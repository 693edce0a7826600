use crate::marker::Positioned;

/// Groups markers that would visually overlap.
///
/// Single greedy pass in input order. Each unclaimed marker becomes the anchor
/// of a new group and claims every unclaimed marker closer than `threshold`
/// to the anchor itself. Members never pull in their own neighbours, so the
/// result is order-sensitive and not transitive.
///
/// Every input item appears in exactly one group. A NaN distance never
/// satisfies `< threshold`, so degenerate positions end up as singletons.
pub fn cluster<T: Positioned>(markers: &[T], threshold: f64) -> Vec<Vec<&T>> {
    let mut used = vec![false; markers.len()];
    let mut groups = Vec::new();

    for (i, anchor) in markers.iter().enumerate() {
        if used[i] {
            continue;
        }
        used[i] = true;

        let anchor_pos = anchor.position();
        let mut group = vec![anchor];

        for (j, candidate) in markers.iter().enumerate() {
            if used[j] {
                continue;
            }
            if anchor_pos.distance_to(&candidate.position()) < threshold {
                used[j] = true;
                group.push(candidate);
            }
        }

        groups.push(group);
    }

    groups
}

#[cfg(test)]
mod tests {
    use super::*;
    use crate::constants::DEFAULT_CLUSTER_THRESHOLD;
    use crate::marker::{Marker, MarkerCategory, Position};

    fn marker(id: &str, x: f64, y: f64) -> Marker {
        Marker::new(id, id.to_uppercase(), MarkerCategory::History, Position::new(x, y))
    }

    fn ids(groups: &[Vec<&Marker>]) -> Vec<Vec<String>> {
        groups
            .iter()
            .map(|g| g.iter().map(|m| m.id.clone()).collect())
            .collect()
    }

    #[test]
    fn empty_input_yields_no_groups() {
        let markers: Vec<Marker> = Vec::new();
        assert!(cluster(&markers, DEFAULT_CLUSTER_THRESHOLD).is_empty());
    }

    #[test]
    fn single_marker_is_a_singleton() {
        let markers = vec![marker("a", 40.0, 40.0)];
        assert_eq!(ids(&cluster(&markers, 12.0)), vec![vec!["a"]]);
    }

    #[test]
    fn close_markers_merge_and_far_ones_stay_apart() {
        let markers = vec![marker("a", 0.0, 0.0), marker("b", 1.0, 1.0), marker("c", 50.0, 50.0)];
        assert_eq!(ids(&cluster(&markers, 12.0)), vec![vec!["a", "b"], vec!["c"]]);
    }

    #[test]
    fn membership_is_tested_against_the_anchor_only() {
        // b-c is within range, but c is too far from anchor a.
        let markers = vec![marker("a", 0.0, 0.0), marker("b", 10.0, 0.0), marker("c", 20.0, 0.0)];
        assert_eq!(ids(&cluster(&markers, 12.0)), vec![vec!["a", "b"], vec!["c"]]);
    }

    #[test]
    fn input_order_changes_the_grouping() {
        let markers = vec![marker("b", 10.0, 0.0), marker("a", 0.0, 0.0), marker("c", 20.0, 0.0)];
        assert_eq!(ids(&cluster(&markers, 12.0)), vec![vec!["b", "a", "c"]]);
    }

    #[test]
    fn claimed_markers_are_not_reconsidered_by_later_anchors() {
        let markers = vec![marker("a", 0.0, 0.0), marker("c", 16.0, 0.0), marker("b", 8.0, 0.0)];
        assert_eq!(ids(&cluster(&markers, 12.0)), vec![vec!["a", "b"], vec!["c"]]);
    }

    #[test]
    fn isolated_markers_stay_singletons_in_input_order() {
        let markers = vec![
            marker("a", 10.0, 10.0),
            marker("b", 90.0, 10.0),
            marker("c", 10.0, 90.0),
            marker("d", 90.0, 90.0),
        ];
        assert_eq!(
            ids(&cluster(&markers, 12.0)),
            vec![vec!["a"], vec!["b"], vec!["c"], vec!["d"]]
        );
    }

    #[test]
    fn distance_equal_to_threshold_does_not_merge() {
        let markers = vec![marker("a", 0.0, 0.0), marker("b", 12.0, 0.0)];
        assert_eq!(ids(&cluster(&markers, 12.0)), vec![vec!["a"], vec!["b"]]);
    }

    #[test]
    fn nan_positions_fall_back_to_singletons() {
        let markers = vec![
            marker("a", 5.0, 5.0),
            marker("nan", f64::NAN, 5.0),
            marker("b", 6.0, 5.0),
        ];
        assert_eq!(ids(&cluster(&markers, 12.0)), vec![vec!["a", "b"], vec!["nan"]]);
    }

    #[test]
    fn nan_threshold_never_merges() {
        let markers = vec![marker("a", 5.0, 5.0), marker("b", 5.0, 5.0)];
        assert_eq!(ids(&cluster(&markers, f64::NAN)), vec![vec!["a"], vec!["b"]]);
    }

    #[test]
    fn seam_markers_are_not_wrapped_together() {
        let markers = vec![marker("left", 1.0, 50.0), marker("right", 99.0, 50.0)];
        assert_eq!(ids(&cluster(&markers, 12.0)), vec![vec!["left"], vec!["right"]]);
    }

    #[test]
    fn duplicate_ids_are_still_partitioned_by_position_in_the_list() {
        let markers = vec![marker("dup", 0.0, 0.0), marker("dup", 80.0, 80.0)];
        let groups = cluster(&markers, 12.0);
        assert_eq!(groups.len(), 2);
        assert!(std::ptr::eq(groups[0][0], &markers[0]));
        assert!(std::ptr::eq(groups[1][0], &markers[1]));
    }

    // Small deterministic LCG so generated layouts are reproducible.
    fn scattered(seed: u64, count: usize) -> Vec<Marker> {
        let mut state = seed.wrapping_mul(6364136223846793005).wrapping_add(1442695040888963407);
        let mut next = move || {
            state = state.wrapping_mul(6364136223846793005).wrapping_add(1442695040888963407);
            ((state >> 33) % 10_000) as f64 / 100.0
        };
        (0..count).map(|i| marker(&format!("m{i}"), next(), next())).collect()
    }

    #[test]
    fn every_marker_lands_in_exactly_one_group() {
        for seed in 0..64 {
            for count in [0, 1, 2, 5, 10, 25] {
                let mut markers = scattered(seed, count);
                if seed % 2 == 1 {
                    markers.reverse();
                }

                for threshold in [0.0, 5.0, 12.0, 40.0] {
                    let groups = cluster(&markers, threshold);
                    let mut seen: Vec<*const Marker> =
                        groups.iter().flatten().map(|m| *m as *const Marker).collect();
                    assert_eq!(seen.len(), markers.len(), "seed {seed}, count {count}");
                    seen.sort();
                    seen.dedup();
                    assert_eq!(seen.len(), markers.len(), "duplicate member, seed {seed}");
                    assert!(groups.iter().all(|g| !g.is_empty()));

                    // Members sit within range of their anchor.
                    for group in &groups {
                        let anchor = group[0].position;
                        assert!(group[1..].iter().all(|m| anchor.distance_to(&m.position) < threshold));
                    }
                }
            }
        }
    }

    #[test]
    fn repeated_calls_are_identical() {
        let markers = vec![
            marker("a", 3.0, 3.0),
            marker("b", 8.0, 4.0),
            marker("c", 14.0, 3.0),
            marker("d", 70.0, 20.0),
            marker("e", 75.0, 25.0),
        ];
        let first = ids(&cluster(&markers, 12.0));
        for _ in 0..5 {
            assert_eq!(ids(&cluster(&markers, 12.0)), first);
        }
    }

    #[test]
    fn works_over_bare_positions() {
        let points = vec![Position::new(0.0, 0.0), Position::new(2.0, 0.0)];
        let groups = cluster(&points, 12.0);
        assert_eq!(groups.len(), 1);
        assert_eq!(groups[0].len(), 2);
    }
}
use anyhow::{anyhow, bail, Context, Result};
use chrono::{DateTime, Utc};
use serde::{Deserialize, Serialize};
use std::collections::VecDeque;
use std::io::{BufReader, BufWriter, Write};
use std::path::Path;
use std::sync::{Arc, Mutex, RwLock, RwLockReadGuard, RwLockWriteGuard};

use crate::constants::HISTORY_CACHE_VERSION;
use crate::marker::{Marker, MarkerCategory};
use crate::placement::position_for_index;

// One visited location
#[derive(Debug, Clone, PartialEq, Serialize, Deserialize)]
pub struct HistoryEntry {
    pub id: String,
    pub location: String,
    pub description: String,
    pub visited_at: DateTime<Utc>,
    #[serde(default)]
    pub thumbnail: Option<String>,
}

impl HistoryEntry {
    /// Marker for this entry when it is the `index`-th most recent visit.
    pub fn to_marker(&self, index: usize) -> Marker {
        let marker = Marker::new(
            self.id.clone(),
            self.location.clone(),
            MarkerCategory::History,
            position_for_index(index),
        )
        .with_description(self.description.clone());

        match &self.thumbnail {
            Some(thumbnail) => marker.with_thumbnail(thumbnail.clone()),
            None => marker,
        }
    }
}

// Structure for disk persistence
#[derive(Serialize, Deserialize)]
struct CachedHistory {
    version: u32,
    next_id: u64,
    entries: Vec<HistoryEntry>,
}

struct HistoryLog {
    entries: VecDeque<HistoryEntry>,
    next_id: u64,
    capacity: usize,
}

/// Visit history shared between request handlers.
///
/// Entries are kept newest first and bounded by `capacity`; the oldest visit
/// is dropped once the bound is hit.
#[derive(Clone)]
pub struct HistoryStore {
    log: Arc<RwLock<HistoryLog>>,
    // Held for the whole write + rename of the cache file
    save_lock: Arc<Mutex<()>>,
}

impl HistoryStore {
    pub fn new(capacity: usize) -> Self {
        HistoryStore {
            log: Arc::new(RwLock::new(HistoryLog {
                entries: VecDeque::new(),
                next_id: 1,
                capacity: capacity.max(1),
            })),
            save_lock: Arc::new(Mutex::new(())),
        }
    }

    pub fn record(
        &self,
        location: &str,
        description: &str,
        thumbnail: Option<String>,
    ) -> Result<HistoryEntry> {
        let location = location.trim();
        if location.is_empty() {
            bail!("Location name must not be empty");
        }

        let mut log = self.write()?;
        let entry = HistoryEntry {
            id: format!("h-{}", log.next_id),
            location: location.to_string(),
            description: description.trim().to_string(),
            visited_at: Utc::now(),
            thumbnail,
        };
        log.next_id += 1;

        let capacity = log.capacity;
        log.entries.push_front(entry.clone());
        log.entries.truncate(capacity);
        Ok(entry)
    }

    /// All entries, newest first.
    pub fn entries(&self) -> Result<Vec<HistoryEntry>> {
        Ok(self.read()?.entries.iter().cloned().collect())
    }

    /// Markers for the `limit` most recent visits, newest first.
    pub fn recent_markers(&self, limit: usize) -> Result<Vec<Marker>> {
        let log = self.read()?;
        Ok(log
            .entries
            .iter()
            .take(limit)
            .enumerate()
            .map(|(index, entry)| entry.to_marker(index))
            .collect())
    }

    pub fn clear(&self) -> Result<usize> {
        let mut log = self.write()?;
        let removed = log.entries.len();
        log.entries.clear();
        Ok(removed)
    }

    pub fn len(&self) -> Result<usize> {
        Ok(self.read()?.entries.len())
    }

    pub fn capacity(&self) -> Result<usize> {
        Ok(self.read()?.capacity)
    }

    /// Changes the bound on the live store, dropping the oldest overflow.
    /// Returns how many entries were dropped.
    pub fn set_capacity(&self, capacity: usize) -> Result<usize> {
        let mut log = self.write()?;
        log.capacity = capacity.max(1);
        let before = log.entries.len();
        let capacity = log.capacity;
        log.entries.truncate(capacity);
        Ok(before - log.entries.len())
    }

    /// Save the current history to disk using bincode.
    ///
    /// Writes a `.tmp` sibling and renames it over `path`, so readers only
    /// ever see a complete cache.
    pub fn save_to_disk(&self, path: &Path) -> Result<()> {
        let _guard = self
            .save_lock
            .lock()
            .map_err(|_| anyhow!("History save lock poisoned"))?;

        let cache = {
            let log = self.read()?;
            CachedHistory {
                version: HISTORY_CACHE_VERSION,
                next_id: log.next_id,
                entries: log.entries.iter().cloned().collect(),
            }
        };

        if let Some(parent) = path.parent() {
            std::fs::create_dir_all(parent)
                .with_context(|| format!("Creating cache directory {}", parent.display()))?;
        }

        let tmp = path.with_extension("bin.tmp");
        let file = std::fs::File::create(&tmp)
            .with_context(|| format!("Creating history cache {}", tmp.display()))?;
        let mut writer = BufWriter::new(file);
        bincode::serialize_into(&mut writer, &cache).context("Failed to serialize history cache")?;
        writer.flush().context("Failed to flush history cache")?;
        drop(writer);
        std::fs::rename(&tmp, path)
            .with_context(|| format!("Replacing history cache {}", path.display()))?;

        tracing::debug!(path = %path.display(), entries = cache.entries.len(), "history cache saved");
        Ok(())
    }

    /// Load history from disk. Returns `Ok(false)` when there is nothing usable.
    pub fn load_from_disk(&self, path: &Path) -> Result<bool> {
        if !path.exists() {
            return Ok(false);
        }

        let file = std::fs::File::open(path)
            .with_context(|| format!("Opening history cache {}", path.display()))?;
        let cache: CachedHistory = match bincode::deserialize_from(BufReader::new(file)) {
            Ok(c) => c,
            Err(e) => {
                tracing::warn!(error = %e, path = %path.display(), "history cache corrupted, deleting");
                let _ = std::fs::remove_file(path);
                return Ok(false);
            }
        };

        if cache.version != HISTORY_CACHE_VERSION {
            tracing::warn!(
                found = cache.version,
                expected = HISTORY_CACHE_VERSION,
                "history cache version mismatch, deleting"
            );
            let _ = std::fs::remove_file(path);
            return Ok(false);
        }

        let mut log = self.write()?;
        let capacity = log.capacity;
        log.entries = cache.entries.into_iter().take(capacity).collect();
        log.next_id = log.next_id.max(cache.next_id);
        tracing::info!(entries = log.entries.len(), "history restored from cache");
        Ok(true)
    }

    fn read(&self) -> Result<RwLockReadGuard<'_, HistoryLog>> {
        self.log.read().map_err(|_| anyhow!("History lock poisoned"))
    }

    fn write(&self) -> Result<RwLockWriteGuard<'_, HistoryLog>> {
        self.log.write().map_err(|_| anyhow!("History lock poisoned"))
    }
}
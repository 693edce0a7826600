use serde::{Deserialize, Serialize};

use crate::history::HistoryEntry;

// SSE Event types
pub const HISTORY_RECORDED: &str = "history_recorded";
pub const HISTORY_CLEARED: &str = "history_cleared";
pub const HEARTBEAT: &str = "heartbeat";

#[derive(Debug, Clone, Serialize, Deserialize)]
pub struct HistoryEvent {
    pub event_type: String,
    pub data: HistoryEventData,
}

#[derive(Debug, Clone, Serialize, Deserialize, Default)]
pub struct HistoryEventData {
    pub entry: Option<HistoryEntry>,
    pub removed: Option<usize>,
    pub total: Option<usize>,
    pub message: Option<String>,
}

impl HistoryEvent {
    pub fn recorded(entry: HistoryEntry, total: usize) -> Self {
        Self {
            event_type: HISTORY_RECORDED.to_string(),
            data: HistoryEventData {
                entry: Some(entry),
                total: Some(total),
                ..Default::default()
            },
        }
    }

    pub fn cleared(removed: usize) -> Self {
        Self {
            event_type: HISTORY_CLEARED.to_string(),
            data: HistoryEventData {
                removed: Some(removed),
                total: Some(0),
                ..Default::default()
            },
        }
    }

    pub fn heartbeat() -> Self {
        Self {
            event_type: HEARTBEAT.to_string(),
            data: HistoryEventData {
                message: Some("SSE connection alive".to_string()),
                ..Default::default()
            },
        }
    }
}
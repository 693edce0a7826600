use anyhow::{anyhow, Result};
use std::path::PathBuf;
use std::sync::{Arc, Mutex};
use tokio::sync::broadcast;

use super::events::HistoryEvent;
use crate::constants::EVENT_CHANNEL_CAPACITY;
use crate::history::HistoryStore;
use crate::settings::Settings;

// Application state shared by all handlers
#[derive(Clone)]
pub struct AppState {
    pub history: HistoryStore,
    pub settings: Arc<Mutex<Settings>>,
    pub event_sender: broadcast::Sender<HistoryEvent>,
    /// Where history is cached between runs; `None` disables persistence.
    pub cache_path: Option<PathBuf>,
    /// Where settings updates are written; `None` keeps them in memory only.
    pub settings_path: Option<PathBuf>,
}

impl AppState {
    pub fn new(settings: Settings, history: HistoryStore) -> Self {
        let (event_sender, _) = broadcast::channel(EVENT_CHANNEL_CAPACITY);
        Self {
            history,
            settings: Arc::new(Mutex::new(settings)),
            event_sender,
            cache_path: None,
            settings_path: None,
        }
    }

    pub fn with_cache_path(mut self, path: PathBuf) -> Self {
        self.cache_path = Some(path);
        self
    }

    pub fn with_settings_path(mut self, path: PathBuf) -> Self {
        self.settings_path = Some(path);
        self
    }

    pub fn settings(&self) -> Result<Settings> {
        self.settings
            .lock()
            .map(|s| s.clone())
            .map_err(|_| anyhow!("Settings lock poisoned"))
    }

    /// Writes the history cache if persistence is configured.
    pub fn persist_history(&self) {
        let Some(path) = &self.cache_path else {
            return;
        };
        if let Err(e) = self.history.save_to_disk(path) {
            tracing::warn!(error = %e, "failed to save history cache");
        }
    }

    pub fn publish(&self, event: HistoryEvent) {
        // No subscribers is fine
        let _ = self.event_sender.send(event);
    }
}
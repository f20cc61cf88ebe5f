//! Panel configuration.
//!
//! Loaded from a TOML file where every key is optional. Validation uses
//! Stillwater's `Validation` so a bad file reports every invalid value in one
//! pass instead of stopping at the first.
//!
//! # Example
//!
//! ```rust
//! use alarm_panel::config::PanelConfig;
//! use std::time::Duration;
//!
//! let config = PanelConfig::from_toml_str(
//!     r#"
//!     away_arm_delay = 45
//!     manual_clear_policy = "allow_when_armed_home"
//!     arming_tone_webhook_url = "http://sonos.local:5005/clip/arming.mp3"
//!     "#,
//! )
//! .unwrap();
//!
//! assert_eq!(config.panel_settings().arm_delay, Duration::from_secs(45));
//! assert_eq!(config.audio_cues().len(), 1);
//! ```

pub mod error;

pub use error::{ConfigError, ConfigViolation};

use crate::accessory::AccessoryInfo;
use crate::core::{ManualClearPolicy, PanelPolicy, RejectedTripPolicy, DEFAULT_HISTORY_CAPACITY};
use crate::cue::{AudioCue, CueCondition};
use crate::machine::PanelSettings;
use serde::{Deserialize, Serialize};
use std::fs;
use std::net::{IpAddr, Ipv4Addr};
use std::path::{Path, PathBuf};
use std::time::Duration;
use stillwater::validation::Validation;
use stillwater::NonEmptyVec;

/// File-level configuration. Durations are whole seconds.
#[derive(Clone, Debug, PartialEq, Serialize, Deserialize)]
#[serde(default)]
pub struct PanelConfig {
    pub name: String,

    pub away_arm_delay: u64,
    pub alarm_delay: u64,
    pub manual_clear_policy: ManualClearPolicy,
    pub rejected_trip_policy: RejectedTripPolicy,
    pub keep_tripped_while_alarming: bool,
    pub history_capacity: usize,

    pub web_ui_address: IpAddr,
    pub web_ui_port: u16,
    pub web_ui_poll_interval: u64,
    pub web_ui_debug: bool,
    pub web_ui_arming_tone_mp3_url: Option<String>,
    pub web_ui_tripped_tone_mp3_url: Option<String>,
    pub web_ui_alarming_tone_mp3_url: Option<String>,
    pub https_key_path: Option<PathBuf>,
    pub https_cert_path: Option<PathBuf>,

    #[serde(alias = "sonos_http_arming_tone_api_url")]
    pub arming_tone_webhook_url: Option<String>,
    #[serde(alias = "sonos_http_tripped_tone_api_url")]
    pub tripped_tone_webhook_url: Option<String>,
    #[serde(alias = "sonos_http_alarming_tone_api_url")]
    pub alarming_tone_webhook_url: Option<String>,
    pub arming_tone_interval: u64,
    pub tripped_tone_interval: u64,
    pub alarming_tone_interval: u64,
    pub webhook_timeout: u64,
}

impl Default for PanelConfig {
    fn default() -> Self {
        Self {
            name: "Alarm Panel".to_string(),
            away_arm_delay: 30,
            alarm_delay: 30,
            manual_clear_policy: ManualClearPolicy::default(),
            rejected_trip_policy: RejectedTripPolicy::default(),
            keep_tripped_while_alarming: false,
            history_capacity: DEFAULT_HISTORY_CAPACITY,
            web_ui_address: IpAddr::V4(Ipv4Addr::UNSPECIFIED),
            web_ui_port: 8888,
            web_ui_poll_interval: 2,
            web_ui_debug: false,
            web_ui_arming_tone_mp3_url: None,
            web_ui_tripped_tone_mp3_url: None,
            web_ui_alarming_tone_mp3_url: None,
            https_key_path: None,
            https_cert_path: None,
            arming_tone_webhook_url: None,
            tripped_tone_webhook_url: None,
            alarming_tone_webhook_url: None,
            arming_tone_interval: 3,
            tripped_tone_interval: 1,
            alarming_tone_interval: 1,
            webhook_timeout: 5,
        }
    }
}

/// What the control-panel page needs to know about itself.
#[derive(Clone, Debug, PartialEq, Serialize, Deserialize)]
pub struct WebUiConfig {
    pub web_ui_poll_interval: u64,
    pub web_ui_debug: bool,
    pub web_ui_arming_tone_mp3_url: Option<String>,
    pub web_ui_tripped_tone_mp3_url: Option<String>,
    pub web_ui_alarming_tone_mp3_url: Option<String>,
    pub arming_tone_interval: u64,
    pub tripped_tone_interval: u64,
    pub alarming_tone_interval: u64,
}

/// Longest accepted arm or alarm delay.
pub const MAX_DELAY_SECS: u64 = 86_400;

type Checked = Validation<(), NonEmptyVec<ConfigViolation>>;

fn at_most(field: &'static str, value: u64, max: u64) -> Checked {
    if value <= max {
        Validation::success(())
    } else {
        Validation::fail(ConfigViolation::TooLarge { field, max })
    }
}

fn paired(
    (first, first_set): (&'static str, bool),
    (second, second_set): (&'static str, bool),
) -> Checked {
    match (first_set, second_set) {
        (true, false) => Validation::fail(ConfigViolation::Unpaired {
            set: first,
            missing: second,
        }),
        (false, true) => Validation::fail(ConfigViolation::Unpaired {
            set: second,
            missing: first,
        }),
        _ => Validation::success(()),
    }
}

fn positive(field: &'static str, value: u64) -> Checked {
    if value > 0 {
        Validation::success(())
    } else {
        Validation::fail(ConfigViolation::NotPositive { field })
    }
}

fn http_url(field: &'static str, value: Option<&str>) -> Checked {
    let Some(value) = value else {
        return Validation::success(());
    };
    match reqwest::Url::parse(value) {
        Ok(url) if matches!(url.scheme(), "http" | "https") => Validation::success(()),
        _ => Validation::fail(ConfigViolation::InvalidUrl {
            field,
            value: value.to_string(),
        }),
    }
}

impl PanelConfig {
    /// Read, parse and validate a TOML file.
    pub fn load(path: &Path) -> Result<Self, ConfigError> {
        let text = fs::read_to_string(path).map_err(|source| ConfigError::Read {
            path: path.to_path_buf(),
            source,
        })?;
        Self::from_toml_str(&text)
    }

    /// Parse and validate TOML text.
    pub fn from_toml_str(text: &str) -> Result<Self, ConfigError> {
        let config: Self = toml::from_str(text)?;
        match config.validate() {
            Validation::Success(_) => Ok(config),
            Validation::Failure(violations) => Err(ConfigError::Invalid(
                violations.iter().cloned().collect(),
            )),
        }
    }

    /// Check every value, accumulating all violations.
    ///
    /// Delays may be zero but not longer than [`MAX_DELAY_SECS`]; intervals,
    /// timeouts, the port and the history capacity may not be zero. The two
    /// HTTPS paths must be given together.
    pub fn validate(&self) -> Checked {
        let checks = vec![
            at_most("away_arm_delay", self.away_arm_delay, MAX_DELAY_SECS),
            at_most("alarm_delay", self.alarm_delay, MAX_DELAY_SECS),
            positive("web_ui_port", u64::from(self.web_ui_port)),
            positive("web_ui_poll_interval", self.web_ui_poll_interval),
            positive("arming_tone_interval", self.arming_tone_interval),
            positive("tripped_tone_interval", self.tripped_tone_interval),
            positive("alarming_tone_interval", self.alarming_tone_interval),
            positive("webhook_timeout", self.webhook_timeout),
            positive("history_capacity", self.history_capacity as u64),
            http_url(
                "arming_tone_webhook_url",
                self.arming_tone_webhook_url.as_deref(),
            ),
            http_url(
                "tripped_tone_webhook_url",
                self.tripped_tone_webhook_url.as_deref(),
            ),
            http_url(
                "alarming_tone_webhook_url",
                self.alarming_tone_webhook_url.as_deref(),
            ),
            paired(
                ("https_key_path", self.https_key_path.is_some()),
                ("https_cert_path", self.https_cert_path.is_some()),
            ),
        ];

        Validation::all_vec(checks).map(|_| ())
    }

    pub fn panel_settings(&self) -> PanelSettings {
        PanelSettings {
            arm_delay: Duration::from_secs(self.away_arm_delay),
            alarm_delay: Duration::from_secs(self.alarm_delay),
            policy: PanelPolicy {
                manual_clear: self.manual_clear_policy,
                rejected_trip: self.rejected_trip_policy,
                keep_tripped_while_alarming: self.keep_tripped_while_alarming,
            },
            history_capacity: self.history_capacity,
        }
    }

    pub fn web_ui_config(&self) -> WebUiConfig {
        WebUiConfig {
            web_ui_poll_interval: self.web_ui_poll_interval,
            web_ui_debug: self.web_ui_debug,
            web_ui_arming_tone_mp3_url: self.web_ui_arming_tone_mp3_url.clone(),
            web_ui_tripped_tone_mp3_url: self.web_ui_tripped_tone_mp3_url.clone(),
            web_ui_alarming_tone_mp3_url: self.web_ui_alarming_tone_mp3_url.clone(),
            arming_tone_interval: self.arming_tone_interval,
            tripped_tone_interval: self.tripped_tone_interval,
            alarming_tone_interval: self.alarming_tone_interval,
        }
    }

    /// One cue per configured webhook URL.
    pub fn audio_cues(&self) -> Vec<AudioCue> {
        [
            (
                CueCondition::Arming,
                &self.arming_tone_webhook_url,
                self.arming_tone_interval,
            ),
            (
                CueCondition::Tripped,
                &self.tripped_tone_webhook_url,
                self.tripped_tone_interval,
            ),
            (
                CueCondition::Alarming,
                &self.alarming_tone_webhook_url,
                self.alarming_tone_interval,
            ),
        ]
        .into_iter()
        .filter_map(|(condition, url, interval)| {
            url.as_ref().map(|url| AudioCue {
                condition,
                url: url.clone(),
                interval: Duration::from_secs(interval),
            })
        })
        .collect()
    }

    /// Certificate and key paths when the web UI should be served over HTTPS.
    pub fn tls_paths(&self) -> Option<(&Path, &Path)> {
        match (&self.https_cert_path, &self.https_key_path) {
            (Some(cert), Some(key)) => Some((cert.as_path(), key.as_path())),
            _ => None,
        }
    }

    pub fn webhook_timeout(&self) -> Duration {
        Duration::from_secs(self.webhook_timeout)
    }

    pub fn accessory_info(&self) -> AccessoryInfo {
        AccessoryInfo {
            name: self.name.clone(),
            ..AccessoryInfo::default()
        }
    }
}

--- --- ---

* Task details
Repeat the material above exactly, beginning with its first line and ending with the line that holds "pub fn cluster<T: Positioned>(markers: &[T], threshold: f64)", and leave out everything else.

* Answer space
repository 693edce0a7826600
use crate::marker::Positioned;

/// Groups markers that would visually overlap.
///
/// Single greedy pass in input order. Each unclaimed marker becomes the anchor
/// of a new group and claims every unclaimed marker closer than `threshold`
/// to the anchor itself. Members never pull in their own neighbours, so the
/// result is order-sensitive and not transitive.
///
/// Every input item appears in exactly one group. A NaN distance never
/// satisfies `< threshold`, so degenerate positions end up as singletons.
pub fn cluster<T: Positioned>(markers: &[T], threshold: f64) -> Vec<Vec<&T>> {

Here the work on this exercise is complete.